Compositional Phoneme Approximation for L1-Grounded L2 Pronunciation Training
Jisang Park, Minu Kim, DaYoung Hong, Jongha Lee
TL;DR
The paper tackles the problem that L2 learners map unfamiliar phonemes to their L1 categories, hindering efficient pronunciation training. It introduces compositional phoneme approximation (CPA), a feature-space, L1-grounded method that composes L2 phonemes from sequences of L1 phoneme features, with vowels built from two L1 vowels and consonants from base L1 segments plus context-driven changes. In a 10-minute training with 20 Korean English learners across 18 target items, CPA achieves a $76.0\%$ in-box formant rate, a $53.4\%$ phoneme-recognition accuracy, and about $80\%$ word-level nativeness in comparative judgments, indicating robust, rapid gains.
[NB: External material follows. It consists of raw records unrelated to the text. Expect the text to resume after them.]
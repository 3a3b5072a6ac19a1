//! WebP encoding at a fixed quality.
//!
//! The `image` crate's built-in WebP encoder is lossless-only, so lossy
//! encoding goes through the `webp` crate (libwebp bindings).

use image::RgbImage;
use webp::{Encoder, WebPConfig};

use crate::error::CompressError;

/// Fixed encoder quality on libwebp's 0-100 scale.
pub const WEBP_QUALITY: f32 = 95.0;

/// libwebp compression method 6: best compression, slowest.
const WEBP_METHOD: i32 = 6;

/// Encode normalized RGB pixel data to lossy WebP bytes.
///
/// Deterministic for identical input and libwebp version.
///
/// # Errors
///
/// Returns `CompressError::Encoding` if the image has a zero dimension or
/// libwebp rejects the encode.
pub fn encode_webp(image: &RgbImage) -> Result<Vec<u8>, CompressError> {
    let (width, height) = image.dimensions();
    if width == 0 || height == 0 {
        return Err(CompressError::Encoding(format!(
            "invalid dimensions {width}x{height}"
        )));
    }

    let mut config = WebPConfig::new()
        .map_err(|()| CompressError::Encoding("encoder configuration rejected".to_string()))?;
    config.quality = WEBP_QUALITY;
    config.method = WEBP_METHOD;

    let encoder = Encoder::from_rgb(image.as_raw(), width, height);
    let encoded = encoder
        .encode_advanced(&config)
        .map_err(|e| CompressError::Encoding(format!("{e:?}")))?;

    Ok(encoded.to_vec())
}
These results suggest that leveraging L1 articulatory knowledge through CPA can accelerate early-stage L2 pronunciation learning, though extending to suprasegmentals and cross-script adaptation remains for future work.
Abstract
Learners of a second language (L2) often map non-native phonemes to similar native-language (L1) phonemes, making conventional L2-focused training slow and effortful. To address this, we propose an L1-grounded pronunciation training method based on compositional phoneme approximation (CPA), a feature-based representation technique that approximates L2 sounds with sequences of L1 phonemes. Evaluations with 20 Korean non-native English speakers show that CPA-based training achieves a 76% in-box formant rate in acoustic analysis, 17.6% relative improvement in phoneme recognition accuracy, and over 80% of speech being rated as more native-like, with minimal training. Project page: https://gsanpark.github.io/CPA-Pronunciation.